You are cordially invited to the Pity Party of Miss Lindsay Moody!!!
Where: Operation Moody Hotness Blog
When: All day every day!! The party never ends!!!
Theme: Please come equipped with a walk that is slower than most 85 year olds and accessorize with a slumped over back and slight limp. A permanent grimace every time you sit down, stand up, move, or breathe is also required.
RSVP: Not necessary. The more the merrier!
Party Favors: IB Profren, Icy Hot, Heating Pads, and an intense longing for Deep Tissue Massages (the "longing" is free, you will have to book and pay for your own massage!)

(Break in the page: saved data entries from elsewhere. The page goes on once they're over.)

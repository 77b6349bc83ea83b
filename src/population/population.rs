//! Population type
//!
//! This module provides the bounded chromosome container and the
//! generational replacement step.

use rand::Rng;
use tracing::trace;

#[cfg(feature = "parallel")]
use rayon::prelude::*;

use crate::chromosome::chromosome::{Chromosome, SharedFitness};
use crate::chromosome::traits::Encoding;
use crate::error::{GeneticError, GeneticResult};
use crate::operators::traits::{CrossoverPolicy, MutationPolicy, SelectionPolicy};
use crate::population::reproduction::Reproduction;
use crate::population::statistics::PopulationStatistics;

/// A bounded population of chromosomes
///
/// The size limit is fixed for the lifetime of a run and every member shares
/// the same representation length.
#[derive(Clone, Debug)]
pub struct Population<E: Encoding> {
    chromosomes: Vec<Chromosome<E>>,
    limit: usize,
}

impl<E: Encoding> Population<E> {
    /// Create an empty population; `limit` must be > 0
    pub fn new(limit: usize) -> GeneticResult<Self> {
        let limit = GeneticError::check_positive("population limit", limit)?;
        Ok(Self {
            chromosomes: Vec::with_capacity(limit),
            limit,
        })
    }

    /// Create a population from existing chromosomes
    pub fn from_chromosomes(chromosomes: Vec<Chromosome<E>>, limit: usize) -> GeneticResult<Self> {
        let mut population = Self::new(limit)?;
        if chromosomes.len() > limit {
            return Err(GeneticError::TooLarge {
                parameter: "population size",
                value: chromosomes.len(),
                max: limit + 1,
            });
        }
        for chromosome in chromosomes {
            population.add_chromosome(chromosome)?;
        }
        Ok(population)
    }

    /// Create a full population of random chromosomes
    pub fn random<R: Rng>(
        limit: usize,
        length: usize,
        encoding: E,
        fitness_function: SharedFitness<E>,
        rng: &mut R,
    ) -> GeneticResult<Self> {
        let mut population = Self::new(limit)?;
        while !population.is_full() {
            let chromosome =
                Chromosome::random(length, encoding.clone(), fitness_function.clone(), rng)?;
            population.add_chromosome(chromosome)?;
        }
        Ok(population)
    }

    /// Add a chromosome
    ///
    /// Fails if the population is full or the chromosome's length differs
    /// from the existing members.
    pub fn add_chromosome(&mut self, chromosome: Chromosome<E>) -> GeneticResult<()> {
        if self.is_full() {
            return Err(GeneticError::TooLarge {
                parameter: "population size",
                value: self.len() + 1,
                max: self.limit + 1,
            });
        }
        if let Some(first) = self.chromosomes.first() {
            if first.len() != chromosome.len() {
                return Err(GeneticError::DimensionMismatch {
                    expected: first.len(),
                    actual: chromosome.len(),
                });
            }
        }
        self.chromosomes.push(chromosome);
        Ok(())
    }

    /// Get the population size
    pub fn len(&self) -> usize {
        self.chromosomes.len()
    }

    /// Check if the population is empty
    pub fn is_empty(&self) -> bool {
        self.chromosomes.is_empty()
    }

    /// Maximum number of chromosomes
    pub fn limit(&self) -> usize {
        self.limit
    }

    /// Check if the population has reached its limit
    pub fn is_full(&self) -> bool {
        self.chromosomes.len() >= self.limit
    }

    /// Get an iterator over the chromosomes
    pub fn iter(&self) -> impl Iterator<Item = &Chromosome<E>> {
        self.chromosomes.iter()
    }

    /// Get the underlying chromosomes
    pub fn chromosomes(&self) -> &[Chromosome<E>] {
        &self.chromosomes
    }

    /// Take the chromosomes out of this population
    pub fn into_chromosomes(self) -> Vec<Chromosome<E>> {
        self.chromosomes
    }

    /// Get a chromosome by index
    pub fn get(&self, index: usize) -> Option<&Chromosome<E>> {
        self.chromosomes.get(index)
    }

    /// Get the fittest chromosome
    pub fn fittest(&self) -> Option<&Chromosome<E>> {
        self.chromosomes.iter().max_by(|a, b| a.compare_fitness(b))
    }

    /// Get the chromosomes sorted by fitness (best first)
    pub fn sorted_by_fitness(&self) -> Vec<&Chromosome<E>> {
        let mut sorted: Vec<&Chromosome<E>> = self.chromosomes.iter().collect();
        sorted.sort_by(|a, b| b.compare_fitness(a));
        sorted
    }

    /// Compute fitness statistics
    pub fn statistics(&self) -> GeneticResult<PopulationStatistics> {
        PopulationStatistics::from_population(self)
    }

    /// Evaluate the fitness of every chromosome (sequential)
    pub fn evaluate(&self) {
        for chromosome in &self.chromosomes {
            chromosome.fitness();
        }
    }

    /// New population of the same limit holding the fittest chromosomes
    ///
    /// `floor(elitism_rate * len)` chromosomes are kept; they carry their
    /// cached fitness over.
    pub fn with_elites(&self, elitism_rate: f64) -> GeneticResult<Self> {
        let elitism_rate = GeneticError::check_rate("elitism rate", elitism_rate)?;
        if self.is_empty() {
            return Err(GeneticError::EmptyPopulation);
        }

        let elite_count = (elitism_rate * self.len() as f64).floor() as usize;
        trace!(elite_count, population_size = self.len(), "carrying over elites");

        let elites = self
            .sorted_by_fitness()
            .into_iter()
            .take(elite_count)
            .cloned()
            .collect();
        Self::from_chromosomes(elites, self.limit)
    }

    /// Produce the next generation
    ///
    /// Elites are carried over first; the remaining slots are filled with
    /// offspring of parents selected from this population. When only one
    /// slot remains the second child of the last pair is dropped.
    pub fn next_generation<C, M, S, R>(
        &self,
        elitism_rate: f64,
        reproduction: &Reproduction<C, M, S>,
        rng: &mut R,
    ) -> GeneticResult<Self>
    where
        C: CrossoverPolicy<E>,
        M: MutationPolicy<E>,
        S: SelectionPolicy<E>,
        R: Rng,
    {
        let mut next = self.with_elites(elitism_rate)?;

        while !next.is_full() {
            let (first, second) = reproduction.selection().select_pair(self, rng)?;
            let (child1, child2) = reproduction.offspring(first, second, rng)?;

            next.add_chromosome(child1)?;
            if !next.is_full() {
                next.add_chromosome(child2)?;
            }
        }

        Ok(next)
    }
}

/// Parallel evaluation support (requires `parallel` feature)
#[cfg(feature = "parallel")]
impl<E: Encoding> Population<E> {
    /// Evaluate the fitness of every chromosome (parallel)
    pub fn evaluate_parallel(&self) {
        self.chromosomes.par_iter().for_each(|chromosome| {
            chromosome.fitness();
        });
    }
}

/// Sequential fallback for parallel evaluation (when `parallel` feature is disabled)
#[cfg(not(feature = "parallel"))]
impl<E: Encoding> Population<E> {
    /// Evaluate the fitness of every chromosome (sequential fallback)
    pub fn evaluate_parallel(&self) {
        self.evaluate();
    }
}

impl<E: Encoding> std::ops::Index<usize> for Population<E> {
    type Output = Chromosome<E>;

    fn index(&self, index: usize) -> &Self::Output {
        &self.chromosomes[index]
    }
}

impl<E: Encoding> IntoIterator for Population<E> {
    type Item = Chromosome<E>;
    type IntoIter = std::vec::IntoIter<Chromosome<E>>;

    fn into_iter(self) -> Self::IntoIter {
        self.chromosomes.into_iter()
    }
}

impl<'a, E: Encoding> IntoIterator for &'a Population<E> {
    type Item = &'a Chromosome<E>;
    type IntoIter = std::slice::Iter<'a, Chromosome<E>>;

    fn into_iter(self) -> Self::IntoIter {
        self.chromosomes.iter()
    }
}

Yes, I know that I brought this whole extreme soreness thing on myself. Yes, I know that YOU believe that in the end it will be worth it, me...not so much. I firmly believe that instead of workouts that leave me wishing I could just amputate my insanely sore limbs using a dull spoon (pretty sure this would be less painful than what I am experiencing right now), what I really need is intense psychotherapy to determine why I have the need to pay to be tortured, leaving my body in a state of extreme distress. Perhaps electroshock therapy might be in order, or even a lobotomy!!
If you are going to tell me that in the end I will be thankful for my pain and that soreness is a good thing because it means my body is out of its comfort zone and there for working harder to burn calories - I will tell you this, "You're rational, well-informed logic has no place at my pity party." That's right! There will be no party poopers at my Pity Party!